//! # Channel Events
//!
//! Event types that flow through the bus once a peer's deliver service has
//! been connected. One committed block fans out into a `BlockCommitted`
//! event, one `TransactionCommitted` event per transaction, and one
//! `Chaincode` event per valid transaction that set an event.

use shared_types::{Block, ChaincodeEvent, ChaincodeId, PeerName, TransactionId, ValidationCode};
use std::sync::Arc;

/// All events that can be published to the bus.
#[derive(Debug, Clone)]
pub enum ChannelEvent {
    /// A block was committed on the source peer.
    BlockCommitted { source: PeerName, block: Arc<Block> },

    /// A transaction was committed, valid or not.
    TransactionCommitted {
        source: PeerName,
        block_number: u64,
        tx_id: TransactionId,
        validation_code: ValidationCode,
    },

    /// A valid transaction emitted a chaincode event.
    Chaincode {
        source: PeerName,
        block_number: u64,
        event: ChaincodeEvent,
    },

    /// The event source stopped delivering.
    Disconnected { source: PeerName, reason: String },
}

impl ChannelEvent {
    /// Get the topic for this event.
    #[must_use]
    pub fn topic(&self) -> EventTopic {
        match self {
            Self::BlockCommitted { .. } => EventTopic::Blocks,
            Self::TransactionCommitted { .. } => EventTopic::Transactions,
            Self::Chaincode { .. } => EventTopic::Chaincode,
            Self::Disconnected { .. } => EventTopic::Lifecycle,
        }
    }

    /// Peer the event was delivered by.
    #[must_use]
    pub fn source(&self) -> &PeerName {
        match self {
            Self::BlockCommitted { source, .. }
            | Self::TransactionCommitted { source, .. }
            | Self::Chaincode { source, .. }
            | Self::Disconnected { source, .. } => source,
        }
    }

    /// Block number, when the event belongs to a block.
    #[must_use]
    pub fn block_number(&self) -> Option<u64> {
        match self {
            Self::BlockCommitted { block, .. } => Some(block.number),
            Self::TransactionCommitted { block_number, .. }
            | Self::Chaincode { block_number, .. } => Some(*block_number),
            Self::Disconnected { .. } => None,
        }
    }
}

/// Event topics for subscription filtering.
#[derive(Debug, Clone, Copy, PartialEq, Eq, Hash)]
pub enum EventTopic {
    Blocks,
    Transactions,
    Chaincode,
    /// Connection lifecycle; delivered to every subscriber.
    Lifecycle,
}

/// Filter for subscribing to specific events.
#[derive(Debug, Clone, Default)]
pub struct EventFilter {
    /// Topics to include. Empty means all topics.
    pub topics: Vec<EventTopic>,
    /// Only transaction events for this id.
    pub tx_id: Option<TransactionId>,
    /// Only chaincode events from this chaincode.
    pub chaincode_id: Option<ChaincodeId>,
    /// Only chaincode events with this name.
    pub event_name: Option<String>,
}

impl EventFilter {
    /// Create a filter that accepts all events.
    #[must_use]
    pub fn all() -> Self {
        Self::default()
    }

    /// Create a filter for specific topics.
    #[must_use]
    pub fn topics(topics: Vec<EventTopic>) -> Self {
        Self {
            topics,
            ..Self::default()
        }
    }

    /// Every committed block.
    #[must_use]
    pub fn blocks() -> Self {
        Self::topics(vec![EventTopic::Blocks])
    }

    /// The commit of one transaction.
    #[must_use]
    pub fn transaction(tx_id: TransactionId) -> Self {
        Self {
            topics: vec![EventTopic::Transactions],
            tx_id: Some(tx_id),
            ..Self::default()
        }
    }

    /// Chaincode events of one chaincode, optionally narrowed to one name.
    #[must_use]
    pub fn chaincode(chaincode_id: ChaincodeId, event_name: Option<String>) -> Self {
        Self {
            topics: vec![EventTopic::Chaincode],
            chaincode_id: Some(chaincode_id),
            event_name,
            ..Self::default()
        }
    }

    /// Check if an event matches this filter.
    #[must_use]
    pub fn matches(&self, event: &ChannelEvent) -> bool {
        let topic = event.topic();
        if topic == EventTopic::Lifecycle {
            return true;
        }

        let topic_match = self.topics.is_empty() || self.topics.contains(&topic);
        if !topic_match {
            return false;
        }

        match event {
            ChannelEvent::TransactionCommitted { tx_id, .. } => {
                self.tx_id.as_ref().map_or(true, |want| want == tx_id)
            }
            ChannelEvent::Chaincode { event, .. } => {
                let chaincode_match = self
                    .chaincode_id
                    .as_ref()
                    .map_or(true, |want| want == &event.chaincode_id);
                let name_match = self
                    .event_name
                    .as_deref()
                    .map_or(true, |want| want == event.event_name);
                chaincode_match && name_match
            }
            ChannelEvent::BlockCommitted { .. } | ChannelEvent::Disconnected { .. } => true,
        }
    }
}


#[cfg(test)]
mod tests {
    use super::test_events::*;
    use super::*;

    #[test]
    fn test_event_topic_mapping() {
        assert_eq!(block_event(1).topic(), EventTopic::Blocks);
        assert_eq!(chaincode_event("oemcc", "newAsset").topic(), EventTopic::Chaincode);
        assert_eq!(block_event(4).block_number(), Some(4));
    }

    #[test]
    fn test_filter_all() {
        let filter = EventFilter::all();
        assert!(filter.matches(&block_event(1)));
        assert!(filter.matches(&chaincode_event("oemcc", "newAsset")));
    }

    #[test]
    fn test_chaincode_filter_by_name() {
        let filter = EventFilter::chaincode(ChaincodeId::new("oemcc"), Some("assetShared".into()));
        assert!(filter.matches(&chaincode_event("oemcc", "assetShared")));
        assert!(!filter.matches(&chaincode_event("oemcc", "newAsset")));
        assert!(!filter.matches(&chaincode_event("othercc", "assetShared")));
        assert!(!filter.matches(&block_event(1)));
    }

    #[test]
    fn test_transaction_filter() {
        let (wanted, _) = TransactionId::generate(b"a");
        let (other, _) = TransactionId::generate(b"a");
        let filter = EventFilter::transaction(wanted.clone());
        assert!(filter.matches(&tx_event(wanted)));
        assert!(!filter.matches(&tx_event(other)));
    }

    #[test]
    fn test_lifecycle_events_pass_every_filter() {
        let event = ChannelEvent::Disconnected {
            source: PeerName::new("peer0"),
            reason: "closed".into(),
        };
        assert!(EventFilter::blocks().matches(&event));
        assert!(EventFilter::chaincode(ChaincodeId::new("oemcc"), None).matches(&event));
    }
}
-=-=-=-=-
TASK TO CARRY OUT: The records are given above. Copy each line in them that holds "Some".

FINAL ANSWER:
            Self::BlockCommitted { block, .. } => Some(block.number),
            | Self::Chaincode { block_number, .. } => Some(*block_number),
            tx_id: Some(tx_id),
            chaincode_id: Some(chaincode_id),
        assert_eq!(block_event(4).block_number(), Some(4));
        let filter = EventFilter::chaincode(ChaincodeId::new("oemcc"), Some("assetShared".into()));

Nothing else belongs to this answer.